母さんが注文したのは、看板メニューのオムライス(〝めろキュン♡オムライス〟)だった。母さんは遠慮していたが、折角だしオレも会わせたいので、配膳は東雲にお任せした。
強面でガタイの良い東雲を見ると母さんは若干怯んでいたけれど、ケチャップによる可愛らしいうさぎさんを描いたのが彼だと知ると、評価を改めたようだった。
「えぇっ、これ、あなたが描いたの? 凄いのねぇ」
「東雲はこう見えて器用だし、優しいんだよ」
「……優しいは関係ないだろ」
「あ、照れた! 東雲は照れると耳が赤くなるんだよな。覚えたぞ!」
「……勘弁してくれ」
「あらあら、仲良しさんねぇ」
友達自慢をしたくて、ついつい調子に乗ってしまうオレ。母さんは眩しそうに目を細めてから、言った。

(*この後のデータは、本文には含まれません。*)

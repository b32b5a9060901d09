//! Clock implementations for loading trees

use std::time::{Duration, Instant};

use loadstate_core::Timestamp;

/// Timeline clock - monotonic, advanced explicitly
/// INVARIANT: the clock never moves backwards
#[derive(Clone, Debug, Default)]
pub struct TimelineClock {
    value: Timestamp,
}

impl TimelineClock {
    /// Create a new clock at the timeline epoch
    pub fn new() -> Self {
        TimelineClock {
            value: Timestamp::ZERO,
        }
    }

    /// Current timeline position
    pub fn now(&self) -> Timestamp {
        self.value
    }

    /// Advance by a duration
    /// Returns the new position
    pub fn advance(&mut self, dt: Duration) -> Timestamp {
        self.value = self.value.saturating_add(dt);
        self.value
    }

    /// Move to `target` if it lies ahead; earlier targets are ignored
    pub fn advance_to(&mut self, target: Timestamp) -> Timestamp {
        if target > self.value {
            self.value = target;
        }
        self.value
    }
}

/// Wall clock - projects OS instants onto a timeline
#[derive(Clone, Copy, Debug)]
pub struct WallClock {
    epoch: Instant,
}

impl WallClock {
    /// Timeline epoch is "now"
    pub fn new() -> Self {
        Self::with_epoch(Instant::now())
    }

    pub fn with_epoch(epoch: Instant) -> Self {
        WallClock { epoch }
    }

    pub fn epoch(&self) -> Instant {
        self.epoch
    }

    /// Timeline position of `instant` (epoch if it predates the epoch)
    pub fn timestamp_at(&self, instant: Instant) -> Timestamp {
        Timestamp::from_duration(instant.saturating_duration_since(self.epoch))
    }

    /// Instant at which the timeline reaches `t`
    pub fn instant_at(&self, t: Timestamp) -> Instant {
        self.epoch + t.as_duration()
    }

    pub fn now(&self) -> Timestamp {
        self.timestamp_at(Instant::now())
    }
}

impl Default for WallClock {
    fn default() -> Self {
        Self::new()
    }
}

#[cfg(test)]
mod tests {
    use super::*;

    #[test]
    fn test_timeline_advance() {
        let mut clock = TimelineClock::new();
        assert_eq!(clock.now(), Timestamp::ZERO);

        clock.advance(Duration::from_millis(100));
        assert_eq!(clock.now(), Timestamp::from_millis(100));
    }

    #[test]
    fn test_timeline_never_rewinds() {
        let mut clock = TimelineClock::new();
        clock.advance_to(Timestamp::from_millis(500));
        clock.advance_to(Timestamp::from_millis(200));

        assert_eq!(clock.now(), Timestamp::from_millis(500));
    }

    #[test]
    fn test_wall_clock_projection() {
        let epoch = Instant::now();
        let wall = WallClock::with_epoch(epoch);

        let later = epoch + Duration::from_millis(250);
        let t = wall.timestamp_at(later);
        assert_eq!(t, Timestamp::from_millis(250));
        assert_eq!(wall.instant_at(t), later);
    }

    #[test]
    fn test_wall_clock_before_epoch_is_zero() {
        let epoch = Instant::now() + Duration::from_secs(10);
        let wall = WallClock::with_epoch(epoch);
        assert_eq!(wall.now(), Timestamp::ZERO);
    }
}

「良かったわ。いいお友達が沢山出来たのね、陽。皆さん、これからも陽のことをよろしくお願いしますね」
すると、その場にいたクラスメイト達が一斉に反応して、「勿論です!」と良い返事をしてくれた。
その後は、恙無く食事を終えて(尚、さすがに親相手に「めろめろきゅん♡」は痛すぎて居た堪れなくなりそうだったので、ご勘弁願った)母さんは帰途に就いた。